We've taken a look at some of the biggest product fails in history, and turned the learnings into a guide on how to launch a product successfully. You can find our list of product fails at the end of this article.

How to launch a new product

Successfully getting a new product to market starts way before the marketing effort, and it continues long after the product launch plan itself has been executed. So, how do you make sure your product launch doesn't fail? We've got a couple of tips for you to help you launch your product, and avoid pouring money into a venture that is doomed to fail before we even start.

1. Define your audience and know which problem you are solving

Before you launch any product, before you start talking about strategies, communication channels, branding or projected sales you need to answer two questions.

  1. Who is our target audience?
  2. What is the problem we’re solving?

While the questions will inevitably come up when you start thinking about how you’re going to market your product, these questions need to be answered before you develop your product.

Otherwise your product might end up like the Juicero Press, the Wi-Fi connected juicer which had cost more than $100 million to get to market, but could be replaced by squeezing with your hands.

2. Validate your product

After you’ve defined your audience and pinpointed the exact problems your product is going to solve, the next step is to find out if your target audience is willing to pay to have their problem solved.

While you might be able to validate your product from a product information perspective, there are plenty of problems which exist without needing a fix.

Most of us have heard the story of Coca-Cola's failed product, New Coke. While executives were able to see the problem in a vacuum, Coke wasn't as sweet as Pepsi, but the consumers didn’t see the sweetness of Coca-Cola as something that needed fixing.

An easy way for you to validate the merits of a product idea, is to develop a landing page and promote it through ads. If visitors click “buy now” or “sign me up for the waiting list” you’ve got validation.

3. Find your competitors

When you launch a product there’s bound to be some competition. Even if the product you launch is the first of its kind, there’s a competitor—the status quo. Which means you need to make a list of competitors and explain, in a single sentence, why your product is different, and why your product is better.

The story of Amazon Fire Phone is a great example of what happens when you fail to set your product apart from its competitors. While the phone might have been able to survive startup issues, all Amazon managed to tell the world is that they also had a smartphone.
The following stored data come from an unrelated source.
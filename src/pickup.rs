use bevy::prelude::*;

/// How much power a battery gives unless configured otherwise.
pub const DEFAULT_BATTERY_POWER: f32 = 150.0;

/// A collectible battery outside of any world.
///
/// `collect` takes the battery by value, so once it has been collected there
/// is nothing left to collect a second time.
#[derive(Clone, Copy, Debug, PartialEq)]
pub struct Battery {
    power: f32,
}

impl Default for Battery {
    fn default() -> Self {
        Self::new(DEFAULT_BATTERY_POWER)
    }
}

impl Battery {
    pub fn new(power: f32) -> Self {
        Self { power }
    }

    pub fn power(&self) -> f32 {
        self.power
    }

    /// Hands over the battery's power and consumes it.
    pub fn collect(self) -> f32 {
        self.power
    }
}

/// Base pickup state shared by everything the player can pick up.
/// Inactive pickups are ignored by the collect action.
#[derive(Component, Clone, Copy, Debug)]
pub struct Pickup {
    pub active: bool,
}

impl Default for Pickup {
    fn default() -> Self {
        Self { active: true }
    }
}

/// A battery living in the world. Spawning one also gives it a `Pickup`.
#[derive(Component, Clone, Copy, Debug)]
#[require(Pickup, Transform)]
pub struct BatteryPickup(pub Battery);

impl BatteryPickup {
    pub fn new(power: f32) -> Self {
        Self(Battery::new(power))
    }
}

/// Collects a single battery entity: deactivates it, despawns it, and
/// returns its power. Returns `None` if the pickup was already inactive.
pub fn collect_battery(
    commands: &mut Commands,
    entity: Entity,
    pickup: &mut Pickup,
    battery: &BatteryPickup,
) -> Option<f32> {
    if !pickup.active {
        return None;
    }
    // Deactivate first so another overlap this frame can't claim it again,
    // the despawn below only happens when commands are applied.
    pickup.active = false;
    commands.entity(entity).despawn();
    Some(battery.0.collect())
}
4. Lay out a clear product launch strategy

Every product launch needs a comprehensive, strategic plan of how the product will get to market. But there’s a different approach to this depending on the company that’s launching the product.

For instance, the Juicero Press was the first product of the company, which means their launch plan needed to include strategic branding, identity and brand experience.
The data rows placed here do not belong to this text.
// game_mode.rs - The rules of a play session, with no engine types in sight.
//
// GameStateController owns the current PlayState, works out the power needed
// to win, and drains the player's power a little every tick. Everything it
// touches in the world goes through the traits in collaborators.rs, so the
// same controller runs under Bevy (see session.rs) and in plain unit tests.

use bevy::log::{debug, info};

use crate::collaborators::{Collaborators, PlayerPower};
use crate::play_state::PlayState;

/// Fraction of the initial power lost per second while playing.
pub const DEFAULT_DECAY_RATE: f32 = 0.01;

/// Reaching more than this multiple of the initial power wins the game.
pub const WIN_MULTIPLIER: f32 = 1.25;

/// What a single tick did.
#[derive(Clone, Copy, Debug, PartialEq)]
pub struct TickOutcome {
    /// The player's power after this tick (unchanged unless it decayed).
    pub power: f32,
    /// The state whose entry actions ran during this tick, if any.
    /// Re-entering the current state still counts.
    pub entered: Option<PlayState>,
}

impl TickOutcome {
    pub fn state_changed(&self) -> bool {
        self.entered.is_some()
    }
}

/// The three ways a tick can go, checked in this order.
#[derive(Clone, Copy, Debug, PartialEq, Eq)]
enum Decision {
    Win,
    Decay,
    Lose,
}

#[derive(Clone, Debug)]
pub struct GameStateController {
    current_state: PlayState,
    decay_rate: f32,
    initial_power: f32,
    power_to_win: f32,
}

impl Default for GameStateController {
    fn default() -> Self {
        Self::new(DEFAULT_DECAY_RATE)
    }
}

impl GameStateController {
    pub fn new(decay_rate: f32) -> Self {
        Self {
            current_state: PlayState::Unknown,
            decay_rate,
            initial_power: 0.0,
            power_to_win: 0.0,
        }
    }

    pub fn current_state(&self) -> PlayState {
        self.current_state
    }

    pub fn power_to_win(&self) -> f32 {
        self.power_to_win
    }

    pub fn initial_power(&self) -> f32 {
        self.initial_power
    }

    pub fn decay_rate(&self) -> f32 {
        self.decay_rate
    }

    /// Begins a session: fixes the score to beat, starts every spawn source,
    /// and shows the HUD if there is one.
    ///
    /// A non-positive `initial_power` is accepted; the first tick then ends
    /// the session straight away.
    pub fn start_session(&mut self, initial_power: f32, collaborators: &mut Collaborators) {
        self.set_state(PlayState::Playing, collaborators);

        self.initial_power = initial_power;
        self.power_to_win = initial_power * WIN_MULTIPLIER;
        info!(
            initial_power,
            power_to_win = self.power_to_win,
            decay_rate = self.decay_rate,
            "session started"
        );

        if let Some(hud) = collaborators.hud.as_deref_mut() {
            hud.show_hud();
        }
    }

    /// Power drained over `delta_secs` at the configured decay rate.
    pub fn decay_over(&self, delta_secs: f32) -> f32 {
        delta_secs * self.decay_rate * self.initial_power
    }

    fn decide(&self, current_power: f32) -> Decision {
        if current_power > self.power_to_win {
            Decision::Win
        } else if current_power > 0.0 {
            Decision::Decay
        } else {
            Decision::Lose
        }
    }

    /// Runs one frame of the rules against a bare power value and returns the
    /// new power. The caller is responsible for storing it.
    pub fn tick(
        &mut self,
        current_power: f32,
        delta_secs: f32,
        collaborators: &mut Collaborators,
    ) -> TickOutcome {
        match self.decide(current_power) {
            Decision::Win => {
                self.set_state(PlayState::Won, collaborators);
                TickOutcome {
                    power: current_power,
                    entered: Some(PlayState::Won),
                }
            }
            Decision::Decay => TickOutcome {
                power: current_power - self.decay_over(delta_secs),
                entered: None,
            },
            Decision::Lose => {
                self.set_state(PlayState::GameOver, collaborators);
                TickOutcome {
                    power: current_power,
                    entered: Some(PlayState::GameOver),
                }
            }
        }
    }

    /// Same as [`tick`](Self::tick), but reads and drains the player directly.
    pub fn tick_player(
        &mut self,
        player: &mut dyn PlayerPower,
        delta_secs: f32,
        collaborators: &mut Collaborators,
    ) -> TickOutcome {
        let current_power = player.current_power();
        if self.decide(current_power) == Decision::Decay {
            player.update_power(-self.decay_over(delta_secs));
            return TickOutcome {
                power: player.current_power(),
                entered: None,
            };
        }
        self.tick(current_power, delta_secs, collaborators)
    }

    /// Stores `new_state` and runs its entry actions immediately, even when it
    /// equals the current state.
    pub fn set_state(&mut self, new_state: PlayState, collaborators: &mut Collaborators) {
        if new_state != self.current_state {
            info!("play state {:?} -> {:?}", self.current_state, new_state);
        }
        self.current_state = new_state;
        self.handle_state(new_state, collaborators);
    }

    fn handle_state(&self, state: PlayState, collaborators: &mut Collaborators) {
        match state {
            PlayState::Playing => collaborators.set_all_spawning_active(true),
            PlayState::Won => collaborators.set_all_spawning_active(false),
            PlayState::GameOver => {
                collaborators.set_all_spawning_active(false);

                if let Some(control) = collaborators.player_control.as_deref_mut() {
                    control.set_input_blocked(true);
                } else {
                    debug!("game over without a player controller; nothing to block");
                }

                if let Some(body) = collaborators.ragdoll.as_deref_mut() {
                    body.enable_physics_simulation();
                    body.disable_jump();
                }
            }
            PlayState::Unknown => {}
        }
    }
}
When Facebook launched Horizon Worlds, Facebook already had branding and identity. Which means they could skip straight to market evaluation, competitor analysis, SWOT, ROI calculations, expected KPIs and communications planning. 

5. Create incentive for early adopters

When you launch a product the early adopters are often going to be the hardest customers to come by, especially if you are launching a new product. If you want to ensure a successful product launch you can use pre-order discounts or exclusivity to create buzz around the launch.

This tactic was used in the launch of both Google Glass and the Tesla Cybertruck. Google only offered the first version of their glasses to journalists and consumers who had signed up for their Explorer’s Program.

For consumers wanting to ensure they were among the first owners, Tesla let consumers place a reservation for the Cybertruck on Nov 21, 2019, which required consumers to pay a $100 deposit. And it was apparently a successful strategy. According to a series of Tweets made by Elon Musk Tesla received over 200,000 preorders for the Cybertruck within the first week, without putting any money into marketing and despite the disastrous launch where the armored glass windows cracked on stage. Sadly, any consumers placing a reservation in that first week would end up waiting a full four years before the first Cybertrucks were delivered to consumers in November of 2023.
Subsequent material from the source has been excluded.